RECORDS PROVIDED START
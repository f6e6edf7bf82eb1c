//! Tests for the visibility parser

use crate::app::models::{CompassOctant, VisibilityUnit};
use crate::app::services::parsers::visibility::parse_visibility;
use crate::error::ComponentError;

#[test]
fn test_four_digit_meters() {
    let vis = parse_visibility("1200").unwrap();
    assert_eq!(vis.value, 1200.0);
    assert_eq!(vis.unit, VisibilityUnit::Meters);
    assert!(!vis.is_cavok);
    assert!(!vis.is_greater_than);
}

#[test]
fn test_9999_means_ten_km_or_more() {
    let vis = parse_visibility("9999").unwrap();
    assert_eq!(vis.value, 9999.0);
    assert!(vis.is_greater_than);
}

#[test]
fn test_cavok() {
    let vis = parse_visibility("CAVOK").unwrap();
    assert!(vis.is_cavok);
    assert_eq!(vis.value, 9999.0);
    assert_eq!(vis.unit, VisibilityUnit::Meters);
}

#[test]
fn test_statute_miles() {
    let vis = parse_visibility("10SM").unwrap();
    assert_eq!(vis.value, 10.0);
    assert_eq!(vis.unit, VisibilityUnit::StatuteMiles);
}

#[test]
fn test_fractional_statute_miles() {
    let vis = parse_visibility("1/2SM").unwrap();
    assert_eq!(vis.value, 0.5);

    let vis = parse_visibility("1 1/2SM").unwrap();
    assert_eq!(vis.value, 1.5);
}

#[test]
fn test_greater_and_less_than_prefixes() {
    let vis = parse_visibility("P6SM").unwrap();
    assert_eq!(vis.value, 6.0);
    assert!(vis.is_greater_than);
    assert!(!vis.is_less_than);

    let vis = parse_visibility("M1/4SM").unwrap();
    assert_eq!(vis.value, 0.25);
    assert!(vis.is_less_than);
}

#[test]
fn test_directional_qualifier() {
    let vis = parse_visibility("4000NE").unwrap();
    assert_eq!(vis.value, 4000.0);
    assert_eq!(vis.direction, Some(CompassOctant::Northeast));
}

#[test]
fn test_no_directional_variation() {
    let vis = parse_visibility("2000NDV").unwrap();
    assert_eq!(vis.value, 2000.0);
    assert!(vis.no_directional_variation);
    assert_eq!(vis.direction, None);
}

#[test]
fn test_malformed_visibility_fails_typed() {
    let err = parse_visibility("12345").unwrap_err();
    assert!(matches!(err, ComponentError::Visibility { .. }));

    let err = parse_visibility("1/0SM").unwrap_err();
    assert!(matches!(err, ComponentError::Visibility { .. }));
}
RECORDS PROVIDED END
INSTRUCTIONS TO FOLLOW:
Report the count of lines in the entries that contain the string "crate", and nothing besides it.

ANSWER FOR THE TASK:
3